YOUR INSTRUCTIONS: Look for "Instant" in the material below and show each line that contains it.

STORED DATA:
╔══

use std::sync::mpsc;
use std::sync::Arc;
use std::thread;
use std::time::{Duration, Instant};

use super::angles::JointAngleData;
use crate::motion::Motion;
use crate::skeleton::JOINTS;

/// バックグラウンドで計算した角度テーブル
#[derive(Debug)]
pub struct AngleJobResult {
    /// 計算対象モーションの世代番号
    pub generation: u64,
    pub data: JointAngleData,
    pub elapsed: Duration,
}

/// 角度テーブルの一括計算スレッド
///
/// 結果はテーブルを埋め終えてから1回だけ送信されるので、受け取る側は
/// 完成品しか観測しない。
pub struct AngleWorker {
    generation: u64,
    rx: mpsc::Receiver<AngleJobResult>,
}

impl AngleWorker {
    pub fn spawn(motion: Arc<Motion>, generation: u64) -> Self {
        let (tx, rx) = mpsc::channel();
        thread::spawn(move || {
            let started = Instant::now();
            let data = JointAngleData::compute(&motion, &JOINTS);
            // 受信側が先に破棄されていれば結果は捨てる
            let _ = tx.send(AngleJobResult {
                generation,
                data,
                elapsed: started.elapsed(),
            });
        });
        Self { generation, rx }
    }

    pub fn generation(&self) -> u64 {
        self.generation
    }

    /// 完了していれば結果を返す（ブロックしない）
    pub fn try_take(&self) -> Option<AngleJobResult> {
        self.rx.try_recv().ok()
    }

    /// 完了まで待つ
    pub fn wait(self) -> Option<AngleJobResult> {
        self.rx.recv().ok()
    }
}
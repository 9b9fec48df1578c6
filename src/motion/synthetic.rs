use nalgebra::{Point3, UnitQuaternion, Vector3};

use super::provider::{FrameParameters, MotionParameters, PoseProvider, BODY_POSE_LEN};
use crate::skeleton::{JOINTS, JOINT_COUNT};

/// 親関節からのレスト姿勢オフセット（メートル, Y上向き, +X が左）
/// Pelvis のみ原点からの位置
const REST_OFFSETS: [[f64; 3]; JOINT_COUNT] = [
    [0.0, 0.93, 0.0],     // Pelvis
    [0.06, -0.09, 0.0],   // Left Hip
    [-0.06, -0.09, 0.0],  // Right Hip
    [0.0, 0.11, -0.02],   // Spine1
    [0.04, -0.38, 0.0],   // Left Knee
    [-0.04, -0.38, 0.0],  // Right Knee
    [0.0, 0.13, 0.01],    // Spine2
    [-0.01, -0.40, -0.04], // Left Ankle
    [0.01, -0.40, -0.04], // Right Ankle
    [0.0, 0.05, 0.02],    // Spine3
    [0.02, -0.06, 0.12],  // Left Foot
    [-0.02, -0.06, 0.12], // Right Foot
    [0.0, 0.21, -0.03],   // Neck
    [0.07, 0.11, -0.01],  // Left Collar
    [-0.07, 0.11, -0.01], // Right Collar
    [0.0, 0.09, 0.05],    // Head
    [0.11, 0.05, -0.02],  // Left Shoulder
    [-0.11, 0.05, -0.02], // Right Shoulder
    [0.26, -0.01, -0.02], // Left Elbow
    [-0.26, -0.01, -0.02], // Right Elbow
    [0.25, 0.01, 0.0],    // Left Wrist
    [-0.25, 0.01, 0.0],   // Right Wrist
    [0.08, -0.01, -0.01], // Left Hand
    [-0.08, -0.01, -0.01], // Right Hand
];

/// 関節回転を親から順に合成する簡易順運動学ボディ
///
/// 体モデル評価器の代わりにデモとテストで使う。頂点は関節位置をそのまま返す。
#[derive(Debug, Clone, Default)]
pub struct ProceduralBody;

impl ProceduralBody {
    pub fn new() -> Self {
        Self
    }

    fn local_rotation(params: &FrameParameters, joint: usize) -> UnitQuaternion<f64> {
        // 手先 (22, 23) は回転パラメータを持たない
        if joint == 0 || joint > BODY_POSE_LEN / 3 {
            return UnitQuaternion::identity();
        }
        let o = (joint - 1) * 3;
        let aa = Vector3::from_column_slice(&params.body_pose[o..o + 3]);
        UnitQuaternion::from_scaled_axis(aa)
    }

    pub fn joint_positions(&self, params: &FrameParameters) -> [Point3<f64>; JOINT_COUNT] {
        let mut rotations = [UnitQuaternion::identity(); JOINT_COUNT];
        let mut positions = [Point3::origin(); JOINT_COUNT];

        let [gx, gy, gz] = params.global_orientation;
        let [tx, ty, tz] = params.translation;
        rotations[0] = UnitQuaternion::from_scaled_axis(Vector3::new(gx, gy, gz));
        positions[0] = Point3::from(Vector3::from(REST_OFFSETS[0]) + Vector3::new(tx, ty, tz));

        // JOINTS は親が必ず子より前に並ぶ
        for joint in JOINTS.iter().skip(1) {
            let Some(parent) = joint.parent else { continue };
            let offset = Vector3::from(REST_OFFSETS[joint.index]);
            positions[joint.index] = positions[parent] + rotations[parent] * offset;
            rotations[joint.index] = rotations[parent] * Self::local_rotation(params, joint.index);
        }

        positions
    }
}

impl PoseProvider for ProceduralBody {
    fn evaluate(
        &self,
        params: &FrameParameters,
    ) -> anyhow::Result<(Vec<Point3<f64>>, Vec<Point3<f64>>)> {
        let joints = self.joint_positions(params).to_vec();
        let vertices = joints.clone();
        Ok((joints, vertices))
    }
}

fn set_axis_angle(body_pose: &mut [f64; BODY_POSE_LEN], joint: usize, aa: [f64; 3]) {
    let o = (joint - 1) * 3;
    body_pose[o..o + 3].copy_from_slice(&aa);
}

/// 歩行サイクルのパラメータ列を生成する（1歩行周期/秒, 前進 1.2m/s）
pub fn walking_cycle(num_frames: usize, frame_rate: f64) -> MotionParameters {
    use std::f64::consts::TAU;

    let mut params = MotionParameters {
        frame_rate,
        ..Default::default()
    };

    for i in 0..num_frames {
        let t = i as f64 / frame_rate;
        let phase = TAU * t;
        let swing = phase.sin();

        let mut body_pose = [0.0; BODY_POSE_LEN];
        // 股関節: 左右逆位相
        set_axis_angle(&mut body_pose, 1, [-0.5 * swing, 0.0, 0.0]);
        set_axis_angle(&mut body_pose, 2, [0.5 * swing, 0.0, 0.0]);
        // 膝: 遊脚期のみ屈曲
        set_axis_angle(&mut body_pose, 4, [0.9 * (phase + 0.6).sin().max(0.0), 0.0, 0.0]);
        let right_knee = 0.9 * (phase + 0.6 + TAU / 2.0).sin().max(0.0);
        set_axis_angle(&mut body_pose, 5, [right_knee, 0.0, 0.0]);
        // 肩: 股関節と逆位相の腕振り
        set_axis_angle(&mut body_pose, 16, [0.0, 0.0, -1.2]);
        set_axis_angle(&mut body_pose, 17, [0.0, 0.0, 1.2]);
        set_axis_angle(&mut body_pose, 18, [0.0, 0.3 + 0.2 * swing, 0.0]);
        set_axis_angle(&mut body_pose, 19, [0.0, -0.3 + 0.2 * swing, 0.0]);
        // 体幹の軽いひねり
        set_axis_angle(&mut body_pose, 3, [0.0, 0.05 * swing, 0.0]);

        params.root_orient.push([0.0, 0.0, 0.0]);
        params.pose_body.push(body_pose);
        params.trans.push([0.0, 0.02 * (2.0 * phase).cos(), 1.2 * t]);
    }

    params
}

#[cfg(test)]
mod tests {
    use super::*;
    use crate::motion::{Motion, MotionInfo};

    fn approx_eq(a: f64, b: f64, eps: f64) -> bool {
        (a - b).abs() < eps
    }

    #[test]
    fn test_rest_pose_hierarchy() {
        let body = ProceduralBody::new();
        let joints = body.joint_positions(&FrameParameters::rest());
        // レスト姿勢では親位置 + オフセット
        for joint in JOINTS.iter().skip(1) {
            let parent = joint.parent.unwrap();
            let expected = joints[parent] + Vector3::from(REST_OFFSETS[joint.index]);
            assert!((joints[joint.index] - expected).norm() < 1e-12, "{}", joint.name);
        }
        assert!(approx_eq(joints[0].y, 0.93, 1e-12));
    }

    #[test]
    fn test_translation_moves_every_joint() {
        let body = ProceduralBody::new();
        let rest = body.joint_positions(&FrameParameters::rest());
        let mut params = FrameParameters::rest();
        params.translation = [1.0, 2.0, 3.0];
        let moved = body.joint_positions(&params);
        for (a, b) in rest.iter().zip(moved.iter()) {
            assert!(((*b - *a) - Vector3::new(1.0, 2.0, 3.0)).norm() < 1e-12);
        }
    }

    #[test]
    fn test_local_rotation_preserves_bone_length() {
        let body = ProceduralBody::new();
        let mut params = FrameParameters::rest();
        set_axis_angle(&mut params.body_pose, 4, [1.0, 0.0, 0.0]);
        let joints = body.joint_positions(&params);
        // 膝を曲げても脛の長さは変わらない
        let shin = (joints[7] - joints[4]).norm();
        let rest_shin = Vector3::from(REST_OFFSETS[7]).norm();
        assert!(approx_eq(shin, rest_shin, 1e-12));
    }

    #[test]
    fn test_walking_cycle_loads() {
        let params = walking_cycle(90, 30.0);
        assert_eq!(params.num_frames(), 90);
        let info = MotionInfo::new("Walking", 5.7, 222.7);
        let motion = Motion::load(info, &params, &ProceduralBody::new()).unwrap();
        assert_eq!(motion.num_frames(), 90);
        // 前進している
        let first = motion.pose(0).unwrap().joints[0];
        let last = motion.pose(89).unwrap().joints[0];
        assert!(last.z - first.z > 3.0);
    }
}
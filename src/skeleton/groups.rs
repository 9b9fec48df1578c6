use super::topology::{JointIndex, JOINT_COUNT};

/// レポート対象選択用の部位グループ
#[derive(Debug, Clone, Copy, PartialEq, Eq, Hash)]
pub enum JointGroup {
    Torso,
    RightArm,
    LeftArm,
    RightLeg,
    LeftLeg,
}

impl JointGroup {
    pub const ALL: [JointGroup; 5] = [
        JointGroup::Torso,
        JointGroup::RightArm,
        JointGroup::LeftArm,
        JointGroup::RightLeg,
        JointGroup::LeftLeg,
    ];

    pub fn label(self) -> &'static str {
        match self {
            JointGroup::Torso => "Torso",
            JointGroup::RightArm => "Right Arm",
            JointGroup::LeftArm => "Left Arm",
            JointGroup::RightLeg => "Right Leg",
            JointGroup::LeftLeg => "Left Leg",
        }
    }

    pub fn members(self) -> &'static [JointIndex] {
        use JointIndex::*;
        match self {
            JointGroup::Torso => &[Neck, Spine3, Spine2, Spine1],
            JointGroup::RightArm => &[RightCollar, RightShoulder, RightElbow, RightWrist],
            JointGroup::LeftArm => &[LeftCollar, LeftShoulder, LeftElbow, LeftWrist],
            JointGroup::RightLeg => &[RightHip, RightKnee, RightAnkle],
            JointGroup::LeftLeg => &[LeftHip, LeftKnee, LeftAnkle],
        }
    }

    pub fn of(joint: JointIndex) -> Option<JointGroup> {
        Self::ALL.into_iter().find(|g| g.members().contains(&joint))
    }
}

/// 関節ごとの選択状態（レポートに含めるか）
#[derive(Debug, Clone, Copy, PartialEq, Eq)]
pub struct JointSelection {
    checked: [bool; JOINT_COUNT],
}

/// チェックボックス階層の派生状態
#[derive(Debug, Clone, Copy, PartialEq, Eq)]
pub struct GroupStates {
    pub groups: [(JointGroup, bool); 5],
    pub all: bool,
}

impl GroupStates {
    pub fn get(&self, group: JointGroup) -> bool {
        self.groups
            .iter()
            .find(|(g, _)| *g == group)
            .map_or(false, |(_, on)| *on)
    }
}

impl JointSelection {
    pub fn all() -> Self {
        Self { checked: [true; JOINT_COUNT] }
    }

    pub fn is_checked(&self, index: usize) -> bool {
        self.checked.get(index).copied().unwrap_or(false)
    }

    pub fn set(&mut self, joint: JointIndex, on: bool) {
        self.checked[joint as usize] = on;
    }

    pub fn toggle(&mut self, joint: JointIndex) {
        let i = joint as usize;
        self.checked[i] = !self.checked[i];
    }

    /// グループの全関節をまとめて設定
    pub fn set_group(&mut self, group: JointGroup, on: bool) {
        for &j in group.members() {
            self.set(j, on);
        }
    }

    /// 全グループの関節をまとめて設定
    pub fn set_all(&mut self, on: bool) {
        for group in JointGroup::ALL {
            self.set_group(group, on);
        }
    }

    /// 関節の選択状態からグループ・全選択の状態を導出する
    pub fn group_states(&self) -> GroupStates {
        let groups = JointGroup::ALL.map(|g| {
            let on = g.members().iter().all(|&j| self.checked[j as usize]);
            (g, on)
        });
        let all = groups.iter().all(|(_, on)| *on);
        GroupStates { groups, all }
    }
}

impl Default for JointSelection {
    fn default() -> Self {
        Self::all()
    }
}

╚══

PROBLEM SOLUTION:
use std::time::{Duration, Instant};
            let started = Instant::now();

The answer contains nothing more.